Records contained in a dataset
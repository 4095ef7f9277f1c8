//! Integration tests for the checkpoint I/O limiter.
//!
//! Overrides and reconfiguration come from many threads at once while a
//! flush loop consults the limiter.

use std::sync::atomic::{AtomicBool, Ordering};
use std::sync::Arc;
use std::thread;
use std::time::Duration;

use tidemark::common::Settings;
use tidemark::io::{IoClock, IoLimiter, ManualClock, INITIAL_STAMP};

fn manual_limiter(iops: i64) -> (IoLimiter, Arc<ManualClock>) {
    let clock = Arc::new(ManualClock::new(10_000));
    (IoLimiter::with_clock(iops, clock.clone()), clock)
}

/// Paired disable/enable calls from many threads cancel out.
#[test]
fn test_overrides_commute_across_threads() {
    let (limiter, _clock) = manual_limiter(1_000);
    let before = limiter.state();

    thread::scope(|s| {
        for _ in 0..8 {
            let limiter = &limiter;
            s.spawn(move || {
                for _ in 0..1_000 {
                    limiter.disable_limit();
                    assert!(!limiter.is_limited());
                    limiter.enable_limit();
                }
            });
        }
    });

    assert_eq!(limiter.state(), before);
    assert!(limiter.is_limited());
}

/// Reconfiguring during overrides keeps both the new rate and the
/// outstanding overrides.
#[test]
fn test_configure_during_rush() {
    let (limiter, _clock) = manual_limiter(600);

    let rush = limiter.begin_temporary_rush();
    limiter.configure(2_000);
    assert!(!limiter.is_limited());
    assert_eq!(limiter.io_per_quantum(), 200);

    limiter.configure(-1);
    drop(rush);
    // Still off: the configuration now says unlimited
    assert!(!limiter.is_limited());
    assert!(limiter.state().config_disabled());

    limiter.configure(300);
    assert!(limiter.is_limited());
    assert_eq!(limiter.state().overrides(), 0);
}

/// Concurrent rushes and reconfiguration leave a consistent state word.
#[test]
fn test_concurrent_rush_and_configure() {
    let (limiter, _clock) = manual_limiter(600);
    let stop = AtomicBool::new(false);

    thread::scope(|s| {
        for _ in 0..4 {
            let limiter = &limiter;
            s.spawn(move || {
                for _ in 0..500 {
                    let _rush = limiter.begin_temporary_rush();
                    assert!(!limiter.is_limited());
                }
            });
        }
        let limiter = &limiter;
        let stop = &stop;
        s.spawn(move || {
            let mut iops = 100;
            while !stop.load(Ordering::Acquire) {
                limiter.configure(iops);
                iops = if iops >= 10_000 { 100 } else { iops + 100 };
            }
            limiter.configure(1_000);
        });
        thread::sleep(Duration::from_millis(20));
        stop.store(true, Ordering::Release);
    });

    let state = limiter.state();
    assert_eq!(state.overrides(), 0);
    assert!(!state.config_disabled());
    assert_eq!(state.iopq, 100);
}

/// A flush loop under a rush never pauses; afterwards it is throttled again.
#[test]
fn test_flush_loop_with_rush() {
    let (limiter, clock) = manual_limiter(100);
    assert_eq!(limiter.io_per_quantum(), 10);

    {
        let _rush = limiter.begin_temporary_rush();
        let mut stamp = INITIAL_STAMP;
        for _ in 0..50 {
            stamp = limiter.maybe_limit_io(stamp, 10, &mut ());
            assert_eq!(stamp, INITIAL_STAMP);
        }
    }
    assert!(clock.pauses().is_empty());

    let mut stamp = INITIAL_STAMP;
    for _ in 0..5 {
        stamp = limiter.maybe_limit_io(stamp, 10, &mut ());
    }
    // First call opens the quantum, every later one fills it
    assert_eq!(clock.pauses().len(), 4);
    assert_eq!(limiter.stats().pauses(), 4);
    assert_eq!(limiter.stats().paused(), Duration::from_millis(400));
}

/// The limiter follows the dynamic setting, and stops following once
/// dropped.
#[test]
fn test_limiter_follows_dynamic_setting() {
    let settings = Settings::new().with_iops_limit(1_000);
    let clock: Arc<dyn IoClock> = Arc::new(ManualClock::new(0));
    let limiter = IoLimiter::from_settings(&settings, clock);
    assert_eq!(limiter.io_per_quantum(), 100);

    settings.checkpoint_iops_limit.set(50);
    assert_eq!(limiter.io_per_quantum(), 5);

    settings.checkpoint_iops_limit.set(0);
    assert!(!limiter.is_limited());

    drop(limiter);
    // Listener outlives the limiter without effect
    settings.checkpoint_iops_limit.set(600);
}

/// Concurrent setting changes leave the limiter configured for the value the
/// setting ends up with.
#[test]
fn test_concurrent_setting_changes_settle_on_final_value() {
    let settings = Settings::new().with_iops_limit(600);
    let clock: Arc<dyn IoClock> = Arc::new(ManualClock::new(0));
    let limiter = IoLimiter::from_settings(&settings, clock);

    for _ in 0..20 {
        thread::scope(|s| {
            for t in 0..4i64 {
                let settings = &settings;
                s.spawn(move || {
                    for i in 0..100 {
                        let iops = if (t + i) % 7 == 0 { -1 } else { 100 * (t + 1) + 10 * i };
                        settings.checkpoint_iops_limit.set(iops);
                    }
                });
            }
        });

        let iops = settings.checkpoint_iops_limit.get();
        if iops < 1 {
            assert!(limiter.state().config_disabled());
        } else {
            assert!(!limiter.state().config_disabled());
            assert_eq!(i64::from(limiter.io_per_quantum()), iops / 10);
        }
    }
}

Problem description: From the data above, return every line from the line that has "use tidemark::common::Settings;" up to and including the line that has "let (limiter, _clock) = manual_limiter(1_000);", exactly.

Output for this task:
use tidemark::common::Settings;
use tidemark::io::{IoClock, IoLimiter, ManualClock, INITIAL_STAMP};

fn manual_limiter(iops: i64) -> (IoLimiter, Arc<ManualClock>) {
    let clock = Arc::new(ManualClock::new(10_000));
    (IoLimiter::with_clock(iops, clock.clone()), clock)
}

/// Paired disable/enable calls from many threads cancel out.
#[test]
fn test_overrides_commute_across_threads() {
    let (limiter, _clock) = manual_limiter(1_000);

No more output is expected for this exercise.